EXERCISE OBJECTIVE. Only lines that contain the word "RoomResponse" belong in the answer; copy them from the records below.

ENTRIES SHOWN START

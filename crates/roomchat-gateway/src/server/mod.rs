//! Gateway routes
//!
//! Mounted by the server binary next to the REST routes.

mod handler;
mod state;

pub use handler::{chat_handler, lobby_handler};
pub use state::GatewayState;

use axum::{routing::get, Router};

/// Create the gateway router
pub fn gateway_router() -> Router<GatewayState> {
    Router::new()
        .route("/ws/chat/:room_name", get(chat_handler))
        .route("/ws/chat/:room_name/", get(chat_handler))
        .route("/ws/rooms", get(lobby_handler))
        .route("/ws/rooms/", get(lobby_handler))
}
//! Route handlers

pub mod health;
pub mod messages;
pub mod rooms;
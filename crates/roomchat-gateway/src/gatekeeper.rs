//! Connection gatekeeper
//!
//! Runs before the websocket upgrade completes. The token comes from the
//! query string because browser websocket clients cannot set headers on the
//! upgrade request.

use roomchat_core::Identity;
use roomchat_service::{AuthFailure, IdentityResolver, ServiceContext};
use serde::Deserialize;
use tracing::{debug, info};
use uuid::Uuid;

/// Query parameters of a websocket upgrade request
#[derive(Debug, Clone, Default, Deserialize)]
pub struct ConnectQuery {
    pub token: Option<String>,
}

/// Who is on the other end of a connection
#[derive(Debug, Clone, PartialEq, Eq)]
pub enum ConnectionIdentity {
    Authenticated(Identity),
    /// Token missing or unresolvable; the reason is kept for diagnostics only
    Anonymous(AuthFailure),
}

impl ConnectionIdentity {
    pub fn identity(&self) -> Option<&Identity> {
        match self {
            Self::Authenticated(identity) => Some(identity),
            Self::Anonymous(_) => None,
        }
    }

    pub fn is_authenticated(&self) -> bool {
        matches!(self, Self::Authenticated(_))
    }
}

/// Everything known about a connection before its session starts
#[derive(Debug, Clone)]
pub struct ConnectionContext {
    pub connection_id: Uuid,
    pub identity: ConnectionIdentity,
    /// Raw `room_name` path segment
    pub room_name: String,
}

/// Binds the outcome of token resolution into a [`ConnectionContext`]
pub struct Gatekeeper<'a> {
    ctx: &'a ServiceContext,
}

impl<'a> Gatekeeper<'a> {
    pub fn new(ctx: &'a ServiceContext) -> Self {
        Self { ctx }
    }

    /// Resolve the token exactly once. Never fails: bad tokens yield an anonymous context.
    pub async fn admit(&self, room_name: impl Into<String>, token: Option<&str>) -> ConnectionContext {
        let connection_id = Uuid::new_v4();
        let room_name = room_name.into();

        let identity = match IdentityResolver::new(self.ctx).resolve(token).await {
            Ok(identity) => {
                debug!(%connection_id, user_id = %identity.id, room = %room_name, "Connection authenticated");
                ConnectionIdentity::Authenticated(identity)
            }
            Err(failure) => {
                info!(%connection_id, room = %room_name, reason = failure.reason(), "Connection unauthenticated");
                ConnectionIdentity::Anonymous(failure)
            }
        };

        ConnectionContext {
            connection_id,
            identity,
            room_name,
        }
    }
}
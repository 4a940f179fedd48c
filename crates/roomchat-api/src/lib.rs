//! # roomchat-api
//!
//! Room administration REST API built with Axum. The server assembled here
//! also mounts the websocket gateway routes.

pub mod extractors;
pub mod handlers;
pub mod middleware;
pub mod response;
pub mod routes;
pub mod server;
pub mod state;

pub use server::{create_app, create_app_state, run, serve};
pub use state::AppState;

ENTRIES SHOWN END
ENTRIES SHOWN START

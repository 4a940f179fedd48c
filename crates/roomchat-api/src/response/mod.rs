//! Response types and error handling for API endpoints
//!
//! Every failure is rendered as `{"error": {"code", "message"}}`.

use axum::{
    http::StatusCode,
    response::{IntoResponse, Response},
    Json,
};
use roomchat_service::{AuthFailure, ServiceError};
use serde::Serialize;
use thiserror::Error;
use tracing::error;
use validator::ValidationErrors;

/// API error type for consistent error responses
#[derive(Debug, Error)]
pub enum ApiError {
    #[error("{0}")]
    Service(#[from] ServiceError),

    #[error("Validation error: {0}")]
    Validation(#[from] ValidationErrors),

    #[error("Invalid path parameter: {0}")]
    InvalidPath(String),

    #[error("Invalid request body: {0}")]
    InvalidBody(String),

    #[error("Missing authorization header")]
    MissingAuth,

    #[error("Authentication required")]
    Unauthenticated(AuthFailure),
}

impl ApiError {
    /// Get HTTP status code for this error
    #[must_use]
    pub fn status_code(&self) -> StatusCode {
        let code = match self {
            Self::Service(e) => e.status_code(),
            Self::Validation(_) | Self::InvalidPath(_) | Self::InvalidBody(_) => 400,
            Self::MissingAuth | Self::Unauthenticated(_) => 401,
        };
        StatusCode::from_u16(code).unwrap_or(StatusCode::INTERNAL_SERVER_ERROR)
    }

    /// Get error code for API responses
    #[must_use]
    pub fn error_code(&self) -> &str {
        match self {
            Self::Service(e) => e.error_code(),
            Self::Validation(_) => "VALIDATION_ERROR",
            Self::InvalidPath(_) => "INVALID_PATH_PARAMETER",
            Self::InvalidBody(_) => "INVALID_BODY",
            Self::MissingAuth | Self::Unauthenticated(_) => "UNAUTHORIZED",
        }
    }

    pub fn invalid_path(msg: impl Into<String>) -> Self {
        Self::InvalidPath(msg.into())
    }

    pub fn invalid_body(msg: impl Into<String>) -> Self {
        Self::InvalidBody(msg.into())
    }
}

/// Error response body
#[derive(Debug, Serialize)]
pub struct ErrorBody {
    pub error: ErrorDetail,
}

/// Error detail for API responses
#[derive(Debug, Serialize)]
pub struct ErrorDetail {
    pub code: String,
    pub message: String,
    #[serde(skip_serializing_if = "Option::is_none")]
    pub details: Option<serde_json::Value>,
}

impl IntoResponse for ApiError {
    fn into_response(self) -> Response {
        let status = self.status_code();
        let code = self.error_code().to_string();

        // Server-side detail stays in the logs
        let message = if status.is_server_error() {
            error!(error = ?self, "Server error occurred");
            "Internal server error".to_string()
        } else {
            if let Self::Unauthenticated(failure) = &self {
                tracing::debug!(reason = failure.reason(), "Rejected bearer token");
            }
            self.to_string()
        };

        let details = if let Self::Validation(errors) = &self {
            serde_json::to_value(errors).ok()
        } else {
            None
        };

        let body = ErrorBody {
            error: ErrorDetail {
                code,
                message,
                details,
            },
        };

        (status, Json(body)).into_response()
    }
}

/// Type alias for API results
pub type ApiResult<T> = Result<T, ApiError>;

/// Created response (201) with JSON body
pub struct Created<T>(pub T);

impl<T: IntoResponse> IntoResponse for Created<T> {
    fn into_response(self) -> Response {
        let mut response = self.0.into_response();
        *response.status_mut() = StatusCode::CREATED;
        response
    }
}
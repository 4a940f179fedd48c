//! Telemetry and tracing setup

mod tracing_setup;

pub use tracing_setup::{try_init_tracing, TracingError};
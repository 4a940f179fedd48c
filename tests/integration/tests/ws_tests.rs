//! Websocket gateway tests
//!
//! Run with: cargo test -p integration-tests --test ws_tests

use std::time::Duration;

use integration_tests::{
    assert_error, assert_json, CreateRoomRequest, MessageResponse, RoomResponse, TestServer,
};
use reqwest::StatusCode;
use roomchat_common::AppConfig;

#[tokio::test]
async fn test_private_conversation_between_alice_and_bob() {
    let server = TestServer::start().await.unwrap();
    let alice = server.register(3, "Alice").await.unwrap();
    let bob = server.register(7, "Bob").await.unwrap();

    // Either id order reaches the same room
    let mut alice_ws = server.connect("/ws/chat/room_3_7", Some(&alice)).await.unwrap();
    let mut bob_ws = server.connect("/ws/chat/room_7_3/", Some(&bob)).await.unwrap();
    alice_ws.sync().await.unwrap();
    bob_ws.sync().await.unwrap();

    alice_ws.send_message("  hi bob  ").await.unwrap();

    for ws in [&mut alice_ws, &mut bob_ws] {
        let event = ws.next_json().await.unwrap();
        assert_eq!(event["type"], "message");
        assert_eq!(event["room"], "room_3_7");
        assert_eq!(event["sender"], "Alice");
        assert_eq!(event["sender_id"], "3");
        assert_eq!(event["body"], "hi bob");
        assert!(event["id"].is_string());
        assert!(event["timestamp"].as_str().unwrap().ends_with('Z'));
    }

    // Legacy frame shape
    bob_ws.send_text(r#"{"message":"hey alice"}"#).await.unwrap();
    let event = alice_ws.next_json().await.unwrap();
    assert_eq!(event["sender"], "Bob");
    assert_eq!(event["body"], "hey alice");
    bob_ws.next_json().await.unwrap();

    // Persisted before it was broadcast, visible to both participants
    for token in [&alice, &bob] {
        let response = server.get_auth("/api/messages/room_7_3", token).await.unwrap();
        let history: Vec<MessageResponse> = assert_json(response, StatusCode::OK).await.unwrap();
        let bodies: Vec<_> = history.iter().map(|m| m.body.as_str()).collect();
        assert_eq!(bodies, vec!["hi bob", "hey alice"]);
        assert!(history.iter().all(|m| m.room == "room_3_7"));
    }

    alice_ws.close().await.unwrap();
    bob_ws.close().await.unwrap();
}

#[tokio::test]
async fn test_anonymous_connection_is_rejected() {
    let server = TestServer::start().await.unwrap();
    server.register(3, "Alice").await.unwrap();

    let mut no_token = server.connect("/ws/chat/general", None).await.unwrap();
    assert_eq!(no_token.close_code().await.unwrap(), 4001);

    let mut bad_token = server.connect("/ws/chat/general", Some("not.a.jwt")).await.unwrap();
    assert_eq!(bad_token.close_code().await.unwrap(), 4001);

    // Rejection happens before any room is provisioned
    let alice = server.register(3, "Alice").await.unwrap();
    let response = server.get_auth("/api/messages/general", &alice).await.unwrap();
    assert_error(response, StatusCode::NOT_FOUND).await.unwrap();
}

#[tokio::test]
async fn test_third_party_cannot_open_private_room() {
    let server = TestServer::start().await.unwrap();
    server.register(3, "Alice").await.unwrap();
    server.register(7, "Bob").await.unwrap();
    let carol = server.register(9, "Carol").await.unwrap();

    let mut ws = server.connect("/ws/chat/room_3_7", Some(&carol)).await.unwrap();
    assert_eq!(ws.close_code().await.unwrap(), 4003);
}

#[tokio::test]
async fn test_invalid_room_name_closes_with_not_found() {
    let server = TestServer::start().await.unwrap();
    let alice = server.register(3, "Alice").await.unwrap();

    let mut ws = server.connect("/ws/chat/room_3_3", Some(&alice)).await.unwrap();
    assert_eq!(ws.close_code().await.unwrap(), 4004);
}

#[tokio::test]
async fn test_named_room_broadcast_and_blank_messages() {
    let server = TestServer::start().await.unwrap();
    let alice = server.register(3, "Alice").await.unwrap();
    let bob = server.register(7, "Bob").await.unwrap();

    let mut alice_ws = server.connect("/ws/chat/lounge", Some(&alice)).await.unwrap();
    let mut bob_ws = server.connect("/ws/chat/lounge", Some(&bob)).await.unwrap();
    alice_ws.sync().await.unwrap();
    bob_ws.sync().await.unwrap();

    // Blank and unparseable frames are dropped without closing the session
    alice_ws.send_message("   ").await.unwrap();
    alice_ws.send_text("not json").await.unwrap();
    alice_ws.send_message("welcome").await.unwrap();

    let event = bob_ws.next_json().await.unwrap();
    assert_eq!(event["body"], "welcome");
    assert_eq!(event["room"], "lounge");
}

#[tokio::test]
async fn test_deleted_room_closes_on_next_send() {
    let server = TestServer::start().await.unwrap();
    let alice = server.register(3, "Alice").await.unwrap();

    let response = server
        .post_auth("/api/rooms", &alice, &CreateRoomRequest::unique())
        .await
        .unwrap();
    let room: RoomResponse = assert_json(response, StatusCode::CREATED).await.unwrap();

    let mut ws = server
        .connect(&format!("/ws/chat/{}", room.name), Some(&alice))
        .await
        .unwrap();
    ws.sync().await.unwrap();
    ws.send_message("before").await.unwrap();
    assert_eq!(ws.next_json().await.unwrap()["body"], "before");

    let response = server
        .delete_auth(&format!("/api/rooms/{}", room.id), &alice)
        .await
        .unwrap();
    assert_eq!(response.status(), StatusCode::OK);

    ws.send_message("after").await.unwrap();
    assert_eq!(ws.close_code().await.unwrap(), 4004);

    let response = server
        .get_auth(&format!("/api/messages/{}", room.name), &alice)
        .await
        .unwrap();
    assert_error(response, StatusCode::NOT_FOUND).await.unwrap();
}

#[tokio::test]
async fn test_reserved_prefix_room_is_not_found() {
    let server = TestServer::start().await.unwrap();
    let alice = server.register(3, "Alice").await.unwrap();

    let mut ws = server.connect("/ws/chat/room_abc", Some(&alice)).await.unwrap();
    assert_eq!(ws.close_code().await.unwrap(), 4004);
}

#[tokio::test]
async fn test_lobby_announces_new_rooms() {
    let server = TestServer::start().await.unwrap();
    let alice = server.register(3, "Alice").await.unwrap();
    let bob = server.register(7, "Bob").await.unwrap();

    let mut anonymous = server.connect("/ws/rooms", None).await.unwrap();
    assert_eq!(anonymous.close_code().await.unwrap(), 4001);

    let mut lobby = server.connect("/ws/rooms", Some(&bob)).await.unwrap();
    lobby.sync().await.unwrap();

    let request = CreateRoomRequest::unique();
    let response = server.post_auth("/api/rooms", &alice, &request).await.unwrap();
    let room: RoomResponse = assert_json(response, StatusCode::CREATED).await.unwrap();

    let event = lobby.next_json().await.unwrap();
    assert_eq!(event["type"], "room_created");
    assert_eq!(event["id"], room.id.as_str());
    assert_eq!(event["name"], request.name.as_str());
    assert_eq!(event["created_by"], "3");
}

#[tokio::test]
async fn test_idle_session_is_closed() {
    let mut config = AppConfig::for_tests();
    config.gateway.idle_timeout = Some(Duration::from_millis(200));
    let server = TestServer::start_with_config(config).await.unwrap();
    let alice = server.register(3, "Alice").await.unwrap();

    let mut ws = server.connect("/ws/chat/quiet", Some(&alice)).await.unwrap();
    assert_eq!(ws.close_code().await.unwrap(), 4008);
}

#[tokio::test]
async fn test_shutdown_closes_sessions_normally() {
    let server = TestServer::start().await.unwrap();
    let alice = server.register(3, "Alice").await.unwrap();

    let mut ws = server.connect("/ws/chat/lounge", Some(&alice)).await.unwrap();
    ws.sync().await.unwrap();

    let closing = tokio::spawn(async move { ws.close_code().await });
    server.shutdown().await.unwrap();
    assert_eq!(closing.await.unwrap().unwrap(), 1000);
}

ENTRIES SHOWN END
ENTRIES SHOWN START

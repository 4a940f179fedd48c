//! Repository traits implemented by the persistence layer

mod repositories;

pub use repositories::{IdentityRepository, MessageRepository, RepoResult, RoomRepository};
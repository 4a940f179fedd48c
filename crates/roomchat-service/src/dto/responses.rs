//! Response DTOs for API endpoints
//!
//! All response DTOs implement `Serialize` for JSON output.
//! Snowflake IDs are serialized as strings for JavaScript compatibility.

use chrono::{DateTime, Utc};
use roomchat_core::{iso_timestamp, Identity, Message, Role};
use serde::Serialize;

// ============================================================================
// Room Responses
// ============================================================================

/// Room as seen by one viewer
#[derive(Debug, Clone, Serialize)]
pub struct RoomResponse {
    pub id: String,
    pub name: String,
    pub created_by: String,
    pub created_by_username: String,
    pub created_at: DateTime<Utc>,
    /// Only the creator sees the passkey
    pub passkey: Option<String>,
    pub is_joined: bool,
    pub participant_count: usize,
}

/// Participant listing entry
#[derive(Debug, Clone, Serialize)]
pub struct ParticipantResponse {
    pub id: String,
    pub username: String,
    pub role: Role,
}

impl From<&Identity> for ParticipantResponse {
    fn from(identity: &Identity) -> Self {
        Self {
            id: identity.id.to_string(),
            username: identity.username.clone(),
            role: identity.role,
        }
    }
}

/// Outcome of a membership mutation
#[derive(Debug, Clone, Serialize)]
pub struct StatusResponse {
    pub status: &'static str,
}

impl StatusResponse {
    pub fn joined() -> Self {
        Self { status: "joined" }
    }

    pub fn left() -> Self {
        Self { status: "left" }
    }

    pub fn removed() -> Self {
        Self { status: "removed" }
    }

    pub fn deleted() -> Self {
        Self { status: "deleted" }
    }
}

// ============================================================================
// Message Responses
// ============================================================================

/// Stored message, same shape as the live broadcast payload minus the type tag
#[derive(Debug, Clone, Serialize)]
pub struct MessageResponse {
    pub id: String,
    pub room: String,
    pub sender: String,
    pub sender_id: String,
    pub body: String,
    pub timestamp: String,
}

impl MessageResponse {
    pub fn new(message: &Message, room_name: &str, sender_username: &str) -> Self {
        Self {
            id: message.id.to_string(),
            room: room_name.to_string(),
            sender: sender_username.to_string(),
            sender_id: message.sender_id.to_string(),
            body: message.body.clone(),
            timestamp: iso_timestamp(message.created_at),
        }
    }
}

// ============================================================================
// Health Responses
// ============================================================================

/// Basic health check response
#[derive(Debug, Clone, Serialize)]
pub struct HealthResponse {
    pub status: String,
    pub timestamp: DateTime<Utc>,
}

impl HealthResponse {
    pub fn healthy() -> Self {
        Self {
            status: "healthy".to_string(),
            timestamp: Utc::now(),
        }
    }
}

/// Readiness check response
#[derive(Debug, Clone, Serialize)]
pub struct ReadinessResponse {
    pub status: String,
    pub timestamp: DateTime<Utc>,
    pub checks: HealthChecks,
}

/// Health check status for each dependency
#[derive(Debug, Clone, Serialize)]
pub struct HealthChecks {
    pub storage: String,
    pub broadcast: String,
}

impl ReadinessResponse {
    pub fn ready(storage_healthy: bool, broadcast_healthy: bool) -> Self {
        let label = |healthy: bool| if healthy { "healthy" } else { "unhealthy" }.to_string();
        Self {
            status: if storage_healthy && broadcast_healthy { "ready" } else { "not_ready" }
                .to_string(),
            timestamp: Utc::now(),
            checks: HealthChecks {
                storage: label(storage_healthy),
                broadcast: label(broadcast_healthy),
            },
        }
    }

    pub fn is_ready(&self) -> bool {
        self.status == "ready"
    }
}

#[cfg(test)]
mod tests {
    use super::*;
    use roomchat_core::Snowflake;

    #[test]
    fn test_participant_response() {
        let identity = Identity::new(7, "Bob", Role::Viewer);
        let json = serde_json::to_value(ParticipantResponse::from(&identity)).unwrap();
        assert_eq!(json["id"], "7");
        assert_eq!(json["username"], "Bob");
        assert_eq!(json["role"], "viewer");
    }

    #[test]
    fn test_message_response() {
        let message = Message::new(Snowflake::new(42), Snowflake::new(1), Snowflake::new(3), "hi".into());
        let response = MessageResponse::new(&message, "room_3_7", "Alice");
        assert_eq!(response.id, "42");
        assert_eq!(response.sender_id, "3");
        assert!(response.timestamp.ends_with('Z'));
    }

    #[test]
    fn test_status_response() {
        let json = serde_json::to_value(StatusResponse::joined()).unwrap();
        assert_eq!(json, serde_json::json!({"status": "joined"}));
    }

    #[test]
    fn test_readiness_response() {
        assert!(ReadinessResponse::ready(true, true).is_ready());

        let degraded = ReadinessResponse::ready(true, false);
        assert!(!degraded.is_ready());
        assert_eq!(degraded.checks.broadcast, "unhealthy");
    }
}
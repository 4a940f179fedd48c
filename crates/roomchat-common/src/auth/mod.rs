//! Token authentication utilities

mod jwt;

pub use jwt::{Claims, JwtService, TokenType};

ENTRIES SHOWN END

YOUR SOLUTION.
    assert_error, assert_json, CreateRoomRequest, MessageResponse, RoomResponse, TestServer,
    let room: RoomResponse = assert_json(response, StatusCode::CREATED).await.unwrap();
    let room: RoomResponse = assert_json(response, StatusCode::CREATED).await.unwrap();
pub struct RoomResponse {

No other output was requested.